In round 11, Peats made his debut for the Gold Coast Titans against the Penrith Panthers, playing off the interchange bench and scoring a try in the 28–24 win at Penrith Stadium. He scored two tries in his 14 matches for the Gold Coast.

===2017===
On 10 February 2016, Peats started at hooker for the Indigenous All Stars against the World All Stars in the 34–8 win at Hunter Stadium. and made his State of Origin debut on 31 May for the NSW Blues at Suncorp Stadium against the Queensland Maroons. Peats re-signed with the Gold Coast outfit until the end of the 2020 season.

===2018===
Peats made 20 appearances for the Gold Coast in 2018 as the club missed out on the finals finishing in 14th position. Peats also missed out on origin selection in 2018 with coach Brad Fittler opting to select Damien Cook as hooker.

===2019===
In round 24 2019, Peats played his 150th NRL game in the Gold Coast's 38–4 loss to the Newcastle Knights at McDonald Jones Stadium. Peats made a total of 13 appearances for the Gold Coast in 2019 as the club endured a horror year on and off the field winning only 4 matches all season and claiming the wooden spoon after finishing last.

===2020===
Peats played eight games for the Gold Coast in the 2020 NRL season.
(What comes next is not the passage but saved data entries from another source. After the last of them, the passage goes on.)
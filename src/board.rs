//! Board pin configuration tables
//!
//! TinkerKit shields label their sockets I0..In (analog inputs) and
//! O0..O5 (PWM outputs); which microcontroller pin sits behind each label
//! depends on the board the shield is stacked on. Rather than baking one
//! variant in behind compile-time pin constants, the mapping is an
//! explicit table chosen at startup, so one binary can support several
//! board variants.
//!
//! ```
//! use tinkerkit::BoardPinout;
//!
//! let board = BoardPinout::MEGA;
//! let channel = board.input(7).expect("Mega-class boards expose I7");
//! // hand `channel` to the platform ADC driver
//! ```

/// Socket-label-to-pin table for one board variant
///
/// All entries are raw pin or ADC channel numbers as the platform I/O
/// layer understands them.
#[derive(Debug, Clone, Copy, PartialEq, Eq)]
pub struct BoardPinout {
    name: &'static str,
    analog_inputs: &'static [u8],
    pwm_outputs: &'static [u8],
    digital_pins: &'static [u8],
}

impl BoardPinout {
    /// Uno-class boards: inputs I0-I5, outputs O0-O5
    pub const UNO: BoardPinout = BoardPinout {
        name: "uno",
        analog_inputs: &[0, 1, 2, 3, 4, 5],
        pwm_outputs: &[11, 10, 9, 6, 5, 3],
        digital_pins: &[],
    };

    /// Mega-class boards: adds inputs I6-I9 and six plain digital pins
    pub const MEGA: BoardPinout = BoardPinout {
        name: "mega",
        analog_inputs: &[0, 1, 2, 3, 4, 5, 6, 7, 8, 9],
        pwm_outputs: &[11, 10, 9, 6, 5, 3],
        digital_pins: &[13, 12, 8, 7, 4, 2],
    };

    /// Describe a custom board variant
    pub const fn new(
        name: &'static str,
        analog_inputs: &'static [u8],
        pwm_outputs: &'static [u8],
        digital_pins: &'static [u8],
    ) -> Self {
        Self {
            name,
            analog_inputs,
            pwm_outputs,
            digital_pins,
        }
    }

    pub const fn name(&self) -> &'static str {
        self.name
    }

    /// ADC channel behind socket In, if this variant has one
    pub fn input(&self, n: usize) -> Option<u8> {
        self.analog_inputs.get(n).copied()
    }

    /// PWM pin behind socket On, if this variant has one
    pub fn output(&self, n: usize) -> Option<u8> {
        self.pwm_outputs.get(n).copied()
    }

    /// Plain digital pin behind socket Dn, if this variant has one
    pub fn digital(&self, n: usize) -> Option<u8> {
        self.digital_pins.get(n).copied()
    }

    pub const fn input_count(&self) -> usize {
        self.analog_inputs.len()
    }

    pub const fn output_count(&self) -> usize {
        self.pwm_outputs.len()
    }
}
//! Platform-agnostic driver for TinkerKit sensor modules.
//!
//! TinkerKit modules are simple one- or two-wire sensors wired straight to a
//! microcontroller's digital and analog pins. This crate wraps those raw pin
//! reads with the per-module signal conditioning: edge-detecting debounce for
//! buttons and switches, and the fixed conversion formulas that turn 10-bit
//! ADC samples into temperatures, angular rates, g-forces, and pole
//! classifications.
//!
//! ## Architecture
//!
//! Pin access goes through three capability traits in [`io`]:
//!
//! - [`DigitalReadable`] - a single digital line
//! - [`AnalogReadable`] - a single 10-bit ADC channel (samples in `0..=1023`)
//! - [`DualAnalogReadable`] - an ADC channel pair for 2-axis sensors
//!
//! Sensor types are thin sampling shells over those traits; the actual
//! conversion math lives in [`convert`] as pure functions so it can be tested
//! without any hardware. [`DigitalPin`] adapts any
//! [`embedded_hal::digital::InputPin`]; analog sources are platform-specific,
//! so the platform implements [`AnalogReadable`] over its own ADC driver.
//!
//! ## Example
//!
//! Polling a button (the source here replays a canned trace; on hardware it
//! would be a [`DigitalPin`]):
//!
//! ```
//! use tinkerkit::{Button, DigitalReadable};
//!
//! struct Replay(&'static [bool], usize);
//!
//! impl DigitalReadable for Replay {
//!     type Error = core::convert::Infallible;
//!
//!     fn read_level(&mut self) -> Result<bool, Self::Error> {
//!         let level = self.0[self.1.min(self.0.len() - 1)];
//!         self.1 += 1;
//!         Ok(level)
//!     }
//! }
//!
//! let mut button = Button::new(Replay(&[false, true, true, false], 0));
//!
//! button.sample()?;
//! assert!(!button.pressed());
//! button.sample()?;
//! assert!(button.pressed());
//! button.sample()?;
//! assert!(!button.pressed() && button.held());
//! button.sample()?;
//! assert!(button.released());
//! # Ok::<(), tinkerkit::Error<core::convert::Infallible>>(())
//! ```
//!
//! ## Polling contract
//!
//! The debounce layer detects edges by comparing consecutive polls; it has no
//! internal timing filter. The caller chooses the polling cadence, and with it
//! how much mechanical contact bounce is visible. One `sample()` per control
//! loop iteration is the intended usage.

#![cfg_attr(not(any(test, feature = "std")), no_std)]

pub mod analog;
pub mod board;
pub mod convert;
pub mod digital;
pub mod error;
pub mod io;

pub use analog::{Accelerometer, Gyroscope, HallSensor, Potentiometer, Thermistor};
pub use board::BoardPinout;
pub use convert::{GyroModel, Polarity, TK_MAX};
pub use digital::{Button, DebouncedInput, TiltSwitch, TouchSensor};
pub use error::Error;
pub use io::{AnalogPair, AnalogReadable, DigitalPin, DigitalReadable, DualAnalogReadable};
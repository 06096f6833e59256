//! # Paperwork
//!
//! Validation and submission for a personal-details form with a dynamic
//! list of uploaded documents.
//!
//! ## Overview
//!
//! A [`FormRecord`] holds what the user typed. Validation checks every rule
//! and collects ALL violations, each addressed by a [`FieldPath`] such as
//! `documents[2].file`, so a UI can show every problem at once. A record
//! that passes becomes a [`ValidRecord`], which [`assemble`] maps onto the
//! multipart [`WirePayload`] a [`Transport`] posts to the server.
//! [`FormSession`] drives the whole cycle and reports the outcome through a
//! [`Notifier`].
//!
//! Error accumulation is built on stillwater's `Validation` type.
//!
//! ## Core Types
//!
//! - [`FieldPath`]: location of a field, including document entries
//! - [`FieldError`] / [`FieldErrors`]: one violation / a non-empty ordered set
//! - [`Schema`]: entry point for the composable rule builders
//! - [`FormValidator`]: the complete form rule set
//! - [`FormSession`]: one live form with its errors and submit action
//!
//! ## Example
//!
//! ```rust
//! use chrono::NaiveDate;
//! use paperwork::{validate_at, FormRecord, ValidationContext};
//!
//! let ctx = ValidationContext::at(NaiveDate::from_ymd_opt(2024, 6, 1).unwrap());
//! let errors = validate_at(&FormRecord::default(), &ctx).unwrap_err();
//!
//! let first = errors.first();
//! assert_eq!(first.path.to_string(), "firstName");
//! assert_eq!(first.message, "First name is required");
//! ```

pub mod binding;
pub mod config;
pub mod error;
pub mod form;
pub mod notify;
pub mod path;
pub mod payload;
pub mod record;
pub mod schema;
pub mod session;
pub mod transport;
pub mod validation;

pub use binding::{FieldBinding, FieldValue};
pub use config::SubmitConfig;
pub use error::{BindingError, ConfigError, FieldError, FieldErrors, SubmitError, TransportError};
pub use form::{
    document_schema, form_schema, validate, validate_at, validate_with, Address, FormSchemaOptions,
    FormValidator, ValidDocument, ValidRecord,
};
pub use notify::{BufferedNotifier, LogNotifier, Notification, Notifier};
pub use path::{FieldPath, PathParseError, PathSegment};
pub use payload::{assemble, PayloadValue, WirePayload};
pub use record::{AttachedFile, DocumentEntry, DocumentList, DocumentType, EntryId, FormRecord};
pub use schema::{
    DateSchema, FileSchema, ListSchema, ObjectSchema, Schema, SchemaLike, StringSchema,
};
pub use session::FormSession;
pub use transport::{Transport, TransportResponse};
pub use validation::ValidationContext;

#[cfg(feature = "http")]
pub use transport::HttpTransport;

/// Type alias for validation results using FieldErrors
pub type ValidationResult<T> = stillwater::Validation<T, FieldErrors>;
Following the conclusion of the season, Peats was released by the Gold Coast.

===2021===
On 22 March 2021, it was reported that he had signed for Leigh in the Super League.
On 11 July 2021, it was reported that he had signed for the Huddersfield Giants in the Super League on a season-long loan.
In round 15 of the 2021 Super League season, he scored his first try for Huddersfield in a 40–26 victory over Hull F.C.
On 18 November 2021, it was reported that he had signed for Racing Club Albi XIII in the Elite One Championship.

===2022===
On 27 May, Peats signed a two-year deal to join Toulouse Olympique.
In late 2022 after the club was relegated from the Super League, Peats requested a release from his Toulouse Olympique contract to join Huddersfield ahead of the 2023 Super League season.

===2023===
On 20 September, Peats announced he would be retiring from rugby league at the end of the 2023 Super League season.

==International==
On 25 June 2021, he played for the Combined Nations All Stars in their 26–24 victory over England, staged at the Halliwell Jones Stadium, Warrington, as part of England's 2021 Rugby League World Cup preparation.

==Post-playing career==
In December 2024 it was report he had taken the role of Community Development Officer at Tweed Heads Seagulls.